The Wild Bunch


You think movies like Natural Born Killers or Pulp Fiction glorify violence? They pale in comparison to Sam Peckinpah's modern Western, The Wild Bunch. The difference between The Wild Bunch and later movies is that the killings are committed in a more detached manner, but yet have a curious sentimentality to them. This paradoxical mix is what puts Peckinpah's effort a notch higher than the ones by Oliver Stone and Quentin Tarantino.

Pike is the leader of the wild bunch, a group of gangsters who are tricked into stealing a bunch of silver washers from the Railroad company. Pike realises that the Wild Bunch lifestyle cannot last forever and wants to do a "last job" that would make them wealthy. The Railroad company employs Thornton, who was once part of the Wild Bunch himself, and a a gang of bounty hunters to destroy the Wild Bunch. The movie is essentially about the chase by Thornton to get Pike, and during this process senseless, almost comical, acts of violence are the norm, culminating in the destruction of a Mexican village. By the end of the movie, you are left totally desensitised to the sight of dead bodies covered with splotches of red.

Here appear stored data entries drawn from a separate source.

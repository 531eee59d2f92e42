pub mod pulls;
pub mod teams;
pub mod users;

#[cfg(test)]
mod pulls_http_tests;

use actix_web::web;
use serde::Serialize;

use crate::error::AppError;
use crate::services::{AssignmentBackend, AssignmentError, DirectoryError, TeamDirectory};

pub use pulls::configure_pull_routes;
pub use teams::configure_team_routes;
pub use users::configure_user_routes;

/// Standard API response wrapper
#[derive(Serialize)]
pub(crate) struct ApiResponse<T: Serialize> {
    data: T,
    meta: ResponseMeta,
}

#[derive(Serialize)]
struct ResponseMeta {
    request_id: String,
}

impl<T: Serialize> ApiResponse<T> {
    pub(crate) fn new(data: T) -> Self {
        Self {
            data,
            meta: ResponseMeta {
                request_id: uuid::Uuid::new_v4().to_string(),
            },
        }
    }
}

/// Register every route against one assignment service
pub fn configure_routes<B, D>(cfg: &mut web::ServiceConfig)
where
    B: AssignmentBackend + 'static,
    D: TeamDirectory + 'static,
{
    cfg.app_data(json_config())
        .app_data(query_config())
        .configure(configure_team_routes::<B, D>)
        .configure(configure_user_routes::<B, D>)
        .configure(configure_pull_routes::<B, D>);
}

/// Malformed JSON bodies render through the standard error envelope
fn json_config() -> web::JsonConfig {
    web::JsonConfig::default()
        .error_handler(|err, _req| AppError::Validation(err.to_string()).into())
}

fn query_config() -> web::QueryConfig {
    web::QueryConfig::default()
        .error_handler(|err, _req| AppError::Validation(err.to_string()).into())
}

/// Reject blank identifiers before they reach storage
pub(crate) fn require_non_empty(field: &str, value: &str) -> Result<(), AppError> {
    if value.trim().is_empty() {
        return Err(AppError::Validation(format!("{field} must not be empty")));
    }
    Ok(())
}

/// Map assignment errors to application errors
pub(crate) fn map_assignment_error(e: AssignmentError) -> AppError {
    match e {
        AssignmentError::PrNotFound(id) => {
            AppError::NotFound(format!("Pull request not found: {id}"))
        }
        AssignmentError::UserNotFound(id) => AppError::NotFound(format!("User not found: {id}")),
        AssignmentError::AlreadyExists(id) => AppError::PrExists(id),
        AssignmentError::AlreadyMerged(id) => AppError::PrMerged(id),
        AssignmentError::NotAssigned { pr_id, user_id } => {
            AppError::NotAssigned(format!("{user_id} on {pr_id}"))
        }
        AssignmentError::NoCandidate(id) => AppError::NoCandidate(id),
        AssignmentError::Timeout(limit) => AppError::Timeout(format!("gave up after {limit:?}")),
        AssignmentError::Internal(msg) => AppError::Internal(msg),
        AssignmentError::Database(e) => AppError::Database(e),
    }
}

/// Map directory errors to application errors
pub(crate) fn map_directory_error(e: DirectoryError) -> AppError {
    match e {
        DirectoryError::TeamExists(name) => AppError::TeamExists(name),
        DirectoryError::TeamNotFound(name) => AppError::NotFound(format!("Team not found: {name}")),
        DirectoryError::UserNotFound(id) => AppError::NotFound(format!("User not found: {id}")),
        DirectoryError::Validation(msg) => AppError::Validation(msg),
        DirectoryError::Database(e) => AppError::Database(e),
    }
}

The movie starts off with a bunch of kids placing scorpions in the middle of a colony of ants. At first the scorpions struggle, but are eventually overwhelmed by the sheer numbers of the ants. The kids then cover the scorpions with hay and set fire to the whole thing. All this happens while there's a carnage between Pike's gang and Thornton and his bounter hunters. This sort of a parallel showcasing the childlike nature of the wild west lifestle is what makes this a highly unsettling movie to watch.